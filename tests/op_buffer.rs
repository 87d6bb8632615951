mod common;

use category_db::prelude::*;
use category_db::{EntityError, OpError, OwnedOp, RegistryError};
use common::{pos, setup, spawn, Health, Position, Velocity};

#[test]
fn add_op_migrates_entity_and_writes_value() {
    let (mut world, ids) = setup();
    let entity = spawn(&mut world, &[ids.position]);
    let source = world.entity_mapping(entity).unwrap().category;
    spawn(&mut world, &[ids.position]);
    assert_eq!(world.num_instances(source).unwrap(), 2);

    let ops = world.create_op_buffer();
    world.add_op(&ops, Op::add_pod(entity, ids.health, &Health(50))).unwrap();
    let summary = world.dispatch(ops).unwrap();
    assert_eq!((summary.added, summary.removed, summary.migrations), (1, 0, 1));

    assert!(world.has_component(entity, ids.health));
    let mapping = world.entity_mapping(entity).unwrap();
    assert_ne!(mapping.category, source);
    let health = world.instance_column::<Health>(mapping.category, ids.health).unwrap();
    assert_eq!(health[mapping.instance as usize], Health(50));
    drop(health);

    let raw = world.instance_buffer(mapping.category, ids.health).unwrap();
    assert_eq!(raw.stride, 4);
    assert_eq!(world.num_instances(source).unwrap(), 1, "the source table loses the migrated row");
    assert_eq!(world.get_value::<Position>(entity, ids.position).unwrap(), pos(0.0, 0.0, 0.0));
}

#[test]
fn add_without_value_uses_default() {
    let (mut world, ids) = setup();
    let entity = spawn(&mut world, &[ids.position]);
    let ops = world.create_op_buffer();
    world.add_op(&ops, Op::add_default(entity, ids.health)).unwrap();
    world.dispatch(ops).unwrap();
    assert_eq!(world.get_value::<Health>(entity, ids.health).unwrap(), Health(100));
}

#[test]
fn adds_run_before_removes_regardless_of_recording_order() {
    let (mut world, ids) = setup();
    let entity = spawn(&mut world, &[ids.position]);

    let ops = world.create_op_buffer();
    world.add_op(&ops, Op::remove(entity, ids.velocity)).unwrap();
    world.add_op(&ops, Op::add_pod(entity, ids.velocity, &Velocity { dx: 1.0, dy: 0.0, dz: 0.0 })).unwrap();
    let summary = world.dispatch(ops).unwrap();

    assert_eq!((summary.added, summary.removed), (1, 1));
    assert!(!world.has_component(entity, ids.velocity));
    assert!(world.has_component(entity, ids.position));
}

#[test]
fn repeated_adds_overwrite_in_recording_order_without_migrating() {
    let (mut world, ids) = setup();
    let entity = spawn(&mut world, &[ids.health]);
    let category = world.entity_mapping(entity).unwrap().category;

    let ops = world.create_op_buffer();
    for hp in [1, 2, 3] {
        world.add_op(&ops, Op::add_pod(entity, ids.health, &Health(hp))).unwrap();
    }
    let summary = world.dispatch(ops).unwrap();

    assert_eq!(summary.migrations, 0, "adding a present component writes in place");
    assert_eq!(world.entity_mapping(entity).unwrap().category, category);
    assert_eq!(world.get_value::<Health>(entity, ids.health).unwrap(), Health(3));
}

#[test]
fn values_are_copied_at_record_time() {
    let (mut world, ids) = setup();
    let entity = spawn(&mut world, &[ids.position]);
    let ops = world.create_op_buffer();
    {
        let mut scratch = Health(7);
        world.add_op(&ops, Op::add_pod(entity, ids.health, &scratch)).unwrap();
        scratch.0 = -1;
        assert_eq!(scratch, Health(-1));
    }
    world.dispatch(ops).unwrap();
    assert_eq!(world.get_value::<Health>(entity, ids.health).unwrap(), Health(7));
}

#[test]
fn migration_keeps_values_of_surviving_components() {
    let (mut world, ids) = setup();
    let entity = spawn(&mut world, &[ids.position, ids.velocity]);
    world.set_value(entity, ids.position, &pos(4.0, 5.0, 6.0)).unwrap();

    let ops = world.create_op_buffer();
    world.add_op(&ops, Op::add_default(entity, ids.frozen)).unwrap();
    world.add_op(&ops, Op::remove(entity, ids.velocity)).unwrap();
    world.dispatch(ops).unwrap();

    assert!(world.has_component(entity, ids.frozen));
    assert!(!world.has_component(entity, ids.velocity));
    assert_eq!(world.get_value::<Position>(entity, ids.position).unwrap(), pos(4.0, 5.0, 6.0));
}

#[test]
fn removing_an_absent_component_fails_dispatch() {
    let (mut world, ids) = setup();
    let entity = spawn(&mut world, &[ids.position]);

    let ops = world.create_op_buffer();
    world.add_op(&ops, Op::add_default(entity, ids.health)).unwrap();
    world.add_op(&ops, Op::remove(entity, ids.velocity)).unwrap();
    let err = world.dispatch(ops).unwrap_err();

    assert_eq!(err, DbError::Op(OpError::ComponentMissing { entity, component: ids.velocity }));
    assert!(world.has_component(entity, ids.health), "ops before the failure stay applied");
}

#[test]
fn stale_entity_fails_dispatch() {
    let (mut world, ids) = setup();
    let entity = spawn(&mut world, &[ids.position]);
    let ops = world.create_op_buffer();
    world.add_op(&ops, Op::add_default(entity, ids.health)).unwrap();
    world.delete_entity(entity, true).unwrap();
    assert_eq!(world.dispatch(ops).unwrap_err(), DbError::Entity(EntityError::Stale(entity)));
}

#[test]
fn recording_validates_component_and_value_size() {
    let (mut world, ids) = setup();
    let entity = spawn(&mut world, &[ids.position]);
    let ops = world.create_op_buffer();

    assert_eq!(
        world.add_op(&ops, Op::add(entity, ids.health, &[0u8; 3])).unwrap_err(),
        DbError::Op(OpError::ValueSize { component: ids.health, expected: 4, actual: 3 })
    );
    assert_eq!(
        world.add_op(&ops, Op::remove(entity, 900)).unwrap_err(),
        DbError::Registry(RegistryError::UnknownComponent(900))
    );
    assert_eq!(world.discard_op_buffer(ops).unwrap(), 0, "rejected ops are not recorded");
}

#[test]
fn buffers_from_another_world_are_rejected() {
    let (mut world, ids) = setup();
    let (mut other, _) = setup();
    let entity = spawn(&mut world, &[ids.position]);

    let foreign = other.create_op_buffer();
    let err = world.add_op(&foreign, Op::add_default(entity, ids.health)).unwrap_err();
    assert!(matches!(err, DbError::Op(OpError::UnknownBuffer(_))));
    assert!(matches!(world.dispatch(foreign), Err(DbError::Op(OpError::UnknownBuffer(_)))));
}

#[test]
fn release_all_ops_refuses_while_buffers_hold_values() {
    let (mut world, ids) = setup();
    let entity = spawn(&mut world, &[ids.position]);

    let pending = world.create_op_buffer();
    world.add_op(&pending, Op::add_pod(entity, ids.health, &Health(1))).unwrap();
    assert_eq!(world.pending_op_buffers(), 1);
    assert_eq!(world.release_all_ops().unwrap_err(), DbError::Op(OpError::BuffersPending(1)));

    world.dispatch(pending).unwrap();
    assert_eq!(world.pending_op_buffers(), 0);
    assert_eq!(world.release_all_ops().unwrap(), std::mem::size_of::<Health>());
    assert_eq!(world.release_all_ops().unwrap(), 0);
}

#[test]
fn buffers_without_values_do_not_block_release() {
    let (mut world, ids) = setup();
    let entity = spawn(&mut world, &[ids.position, ids.health]);
    let ops = world.create_op_buffer();
    world.add_ops(&ops, [Op::add_default(entity, ids.frozen), Op::remove(entity, ids.health)]).unwrap();
    assert!(world.release_all_ops().is_ok());
    world.dispatch(ops).unwrap();
    assert!(world.has_component(entity, ids.frozen));
}

#[test]
fn discarded_buffer_applies_nothing() {
    let (mut world, ids) = setup();
    let entity = spawn(&mut world, &[ids.position]);
    let ops = world.create_op_buffer();
    world.add_op(&ops, Op::add_default(entity, ids.health)).unwrap();
    world.add_op(&ops, Op::remove(entity, ids.position)).unwrap();
    assert_eq!(world.discard_op_buffer(ops).unwrap(), 2);
    assert!(!world.has_component(entity, ids.health));
    assert!(world.has_component(entity, ids.position));
}

#[test]
fn shared_queue_collects_ops_from_many_threads() {
    let (mut world, ids) = setup();
    let entities: Vec<Entity> = (0..8).map(|_| spawn(&mut world, &[ids.position])).collect();
    let queue = SharedOpQueue::new();

    std::thread::scope(|scope| {
        for (i, &entity) in entities.iter().enumerate() {
            let queue = queue.clone();
            let health = ids.health;
            scope.spawn(move || {
                queue.push(Op::add_pod(entity, health, &Health(i as i32)));
            });
        }
    });
    assert_eq!(queue.len(), entities.len());

    let ops = world.create_op_buffer();
    assert_eq!(world.drain_shared_ops(&queue, &ops).unwrap(), entities.len());
    assert!(queue.is_empty());
    world.dispatch(ops).unwrap();

    for (i, &entity) in entities.iter().enumerate() {
        assert_eq!(world.get_value::<Health>(entity, ids.health).unwrap(), Health(i as i32));
    }
}

#[test]
fn owned_ops_round_trip_through_borrowed_form() {
    let (_, ids) = setup();
    let entity = Entity::new(3, 1);
    let owned = OwnedOp::from(Op::add_pod(entity, ids.health, &Health(9)));
    assert_eq!(owned.as_op(), Op::add(entity, ids.health, bytemuck::bytes_of(&Health(9))));
    assert_eq!(OwnedOp::from(Op::remove(entity, ids.frozen)).as_op(), Op::remove(entity, ids.frozen));
}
━━━━━━━━━━━━━━━━
### EXERCISE DETAILS
Search the entries for the word "removed". Copy every line where it occurs.

### EXERCISE RESPONSE
    assert_eq!((summary.added, summary.removed, summary.migrations), (1, 0, 1));
    assert_eq!((summary.added, summary.removed), (1, 1));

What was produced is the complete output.